Windows Gripes

Since I posted the state of my Linux Gripes it seems only fair to weigh in on my current dislikes in Windows Vista, the more so since it is my day to day OS. I would not say they are critical gripes, but then neither are my Linux Gripes. Both are capable operating systems that can be used in production environments. Which you use will depend on which annoyances you are least sensitive to.

My first Windows Gripe is about configurability. Why the heck are things like the background for the login screen and icons buried in executables and dynamic link libraries? Why is the login background, not configurable to be any random graphics file from the registry or, better yet from the GUI? The same could be said for the task bar. Why can’t I apply a random image to be the background of the toolbar or pick an arbitrary color instead of using the weak control in the personalize menu?

Why must I use a program like Stardock’s Window Blinds (which I loathe for its intrusiveness) to apply icon themes, why does Vista Ultimate not provide such a tool and many other configurability tools? While I am comfortable that Windows does not ship with application software like a Word Processor, tools to configure the OS ought to be part of the OS. They could have left off the side bar and given me a tool to easily change the login screen, icon themes, the look and feel of the tool bar and the look and feel of the window frames and widgets and I would have been a happy camper.

The second gripe is with some of the default configurations. Out of the box Vista is configured with the DHCP Broadcast Flag enabled. Since many wireless routers in the wild that provide DCHP services for their networks do not support this feature, wireless support was sort of broken.

The results of the combination of the default setting and a DHCP server that does not support Broadcast Flag is an intermittent and seemingly random inability to connect to the internet on boot or recovery from suspend to ram/disk. This problem is not only hard to diagnose, its hard to explain to someone to get help with diagnosis.While the solution is trivial once the problem is known, it probably effects many Vista users and is the sort of thing that could be easily prevented if the default settings were for the world as it is, not the world as Microsoft wishes it were.

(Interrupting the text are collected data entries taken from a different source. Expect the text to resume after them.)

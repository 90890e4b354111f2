pub mod animation;
pub mod camera;
pub mod geometry;
pub mod lighting;
pub mod render_system;
pub mod scenes;
pub mod shaders;
pub mod textures;
pub mod transform;

use std::time::Instant;

use fast_log::Config;
use winit::event::{Event, VirtualKeyCode, WindowEvent};
use winit::event_loop::{ControlFlow, EventLoop};

use camera::InputState;
use render_system::RenderSystem;
use scenes::{figure::FigureScene, room::RoomScene, FrameContext, SceneManager};

fn main() {
    fast_log::init(Config::new().console()).expect("Failed to initialise logging");

    let event_loop = EventLoop::new();
    let (mut render_system, mut previous_frame_end) = RenderSystem::new(&event_loop);

    let mut scene_manager = SceneManager::new();
    scene_manager.add_scene(Box::new(FigureScene::new()));
    scene_manager.add_scene(Box::new(RoomScene::new()));

    let mut input = InputState::default();
    let started = Instant::now();
    let mut last_frame = started;

    log::info!("entering render loop");

    event_loop.run(move |event, _, control_flow| {
        *control_flow = ControlFlow::Poll;

        match event {
            Event::WindowEvent {
                event: WindowEvent::CloseRequested,
                ..
            } => {
                *control_flow = ControlFlow::Exit;
            }
            Event::WindowEvent {
                event: WindowEvent::Resized(_),
                ..
            } => {
                render_system.mark_needs_redraw();
            }
            Event::WindowEvent {
                event: WindowEvent::KeyboardInput {
                    input: key_input, ..
                },
                ..
            } => {
                if key_input.virtual_keycode == Some(VirtualKeyCode::Escape) {
                    *control_flow = ControlFlow::Exit;
                    return;
                }
                input.process_keyboard(&key_input);
                scene_manager.switch_scene_by_key(key_input);
            }
            Event::MainEventsCleared => {
                let now = Instant::now();
                let frame = FrameContext {
                    wall_seconds: now.duration_since(started).as_secs_f32(),
                    delta_seconds: now.duration_since(last_frame).as_secs_f32(),
                    input: &input,
                };
                last_frame = now;

                let scene = scene_manager.active_scene();
                scene.update(&frame);

                render_system.start_frame();
                scene.draw(&mut render_system);
                render_system.finish_frame(&mut previous_frame_end);
            }
            _ => {}
        }
    });
}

Another setting that falls in this category is the SMB setting in Vista’s security options that requires the use of NTLMv2 protocol. NTLMv2 is not supported by older versions of Samba and this gives rise to lots of “Vista does not support Samba” threads on support forums, which is patently untrue. While NTLMv2 is more secure and supported by current versions of Samba, there are lots of deployments in the wild that do not support (and will not support for years) NTLMv2. The default setting should have been for the way things are. I am sure you could come up with additional examples.

The last major gripe category is philosophical rather than practical and applies to all versions of Windows. The registry bites. It bites not because it is complicated, the sum of all the settings for a modern operating system is going to be complicated, but because it is undiscoverable.

Undiscoverability refers the the lack of a mechanism inside the registry to figure out what a particular setting does. As cumbersome as the text file settings in Unix/Linux are, at least you can open them in a text editor, read them and figure out what they do. This is especially true since most of these files are heavily commented. Good luck with that kind of thing in Windows. Windows was designed to keep people from twiddling with it. What I can’t figure out is why.

Since the registry is a database, why not use it some way to store comments related to registry entries so that users could easily search for entries they might wish to edit. For example HKEY_CURRENT_CONFIGSystemCurrentControlSetControlVIDEO{90A8002E-6E2A-4586-888B-B2A34708C312}
000Mon00000120 looks like it might have something to do with my monitor, but what? I’d like to know but the Registry gives me no way to know. This makes /ext/X11/xorg.conf settings look downright reasonable and easy to understand.